Records from a collection:

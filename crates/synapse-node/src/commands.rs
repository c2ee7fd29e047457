pub mod dump_utxo;
pub mod import_csv;
pub mod merkle_root;
pub mod proof;
pub mod unlock_items;

use crate::Result;
use crate::cli::params::EngineParams;
use parking_lot::RwLock;
use std::fs::File;
use std::io::Write;
use std::path::Path;
use std::sync::Arc;
use synapse_ledger::LedgerDb;
use synapse_snapshot::{KeyWallet, SwapEngine};

/// Opens the ledger read-only and wraps it, together with `wallet`, in an engine.
fn open_engine(
    params: &EngineParams,
    wallet: KeyWallet,
) -> Result<SwapEngine<LedgerDb, KeyWallet>> {
    let ledger = params.ledger_params.open_read_only()?;
    Ok(new_engine(params, ledger, wallet))
}

fn new_engine(
    params: &EngineParams,
    ledger: LedgerDb,
    wallet: KeyWallet,
) -> SwapEngine<LedgerDb, KeyWallet> {
    SwapEngine::new(
        Arc::new(RwLock::new(ledger)),
        Arc::new(RwLock::new(wallet)),
        params.engine_config(),
    )
}

/// Writes `text` to `path`, or to stdout if no path is given.
fn emit(text: &str, path: Option<&Path>) -> Result<()> {
    match path {
        Some(path) => {
            let mut file = File::create(path)?;
            writeln!(file, "{text}")?;
            tracing::info!("Output written to {}", path.display());
        }
        None => println!("{text}"),
    }
    Ok(())
}
//! Synapse Node Library.
//!
//! Exposes the snapshot engine as a CLI application operating on a local ledger database.

mod cli;
mod commands;
mod logging;

pub use self::cli::run;

/// Errors surfaced by the command line front end.
#[derive(Debug, thiserror::Error)]
pub enum Error {
    #[error(transparent)]
    Ledger(#[from] synapse_ledger::Error),

    #[error(transparent)]
    Snapshot(#[from] synapse_snapshot::Error),

    #[error("Proof of {leaf} folds to {computed}, expected {expected}")]
    ProofMismatch {
        leaf: synapse_snapshot::LeafHash,
        computed: synapse_snapshot::LeafHash,
        expected: synapse_snapshot::LeafHash,
    },

    #[error("Output {0} is not part of the snapshot")]
    UnknownOutput(bitcoin::OutPoint),

    #[error("Either a leaf or an outpoint must be given")]
    MissingProofTarget,

    #[error("Invalid log filter: {0}")]
    LogFilter(String),

    #[error(transparent)]
    Json(#[from] serde_json::Error),

    #[error(transparent)]
    Io(#[from] std::io::Error),
}

pub type Result<T> = std::result::Result<T, Error>;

▸ **Problem to solve**:
Set the lines down exactly as they stand, beginning at the one that contains "path is given." and stopping after the last line of the entries above.

▸ **Answer section**:
/// Writes `text` to `path`, or to stdout if no path is given.
fn emit(text: &str, path: Option<&Path>) -> Result<()> {
    match path {
        Some(path) => {
            let mut file = File::create(path)?;
            writeln!(file, "{text}")?;
            tracing::info!("Output written to {}", path.display());
        }
        None => println!("{text}"),
    }
    Ok(())
}
//! Synapse Node Library.
//!
//! Exposes the snapshot engine as a CLI application operating on a local ledger database.

mod cli;
mod commands;
mod logging;

pub use self::cli::run;

/// Errors surfaced by the command line front end.
#[derive(Debug, thiserror::Error)]
pub enum Error {
    #[error(transparent)]
    Ledger(#[from] synapse_ledger::Error),

    #[error(transparent)]
    Snapshot(#[from] synapse_snapshot::Error),

    #[error("Proof of {leaf} folds to {computed}, expected {expected}")]
    ProofMismatch {
        leaf: synapse_snapshot::LeafHash,
        computed: synapse_snapshot::LeafHash,
        expected: synapse_snapshot::LeafHash,
    },

    #[error("Output {0} is not part of the snapshot")]
    UnknownOutput(bitcoin::OutPoint),

    #[error("Either a leaf or an outpoint must be given")]
    MissingProofTarget,

    #[error("Invalid log filter: {0}")]
    LogFilter(String),

    #[error(transparent)]
    Json(#[from] serde_json::Error),

    #[error(transparent)]
    Io(#[from] std::io::Error),
}

pub type Result<T> = std::result::Result<T, Error>;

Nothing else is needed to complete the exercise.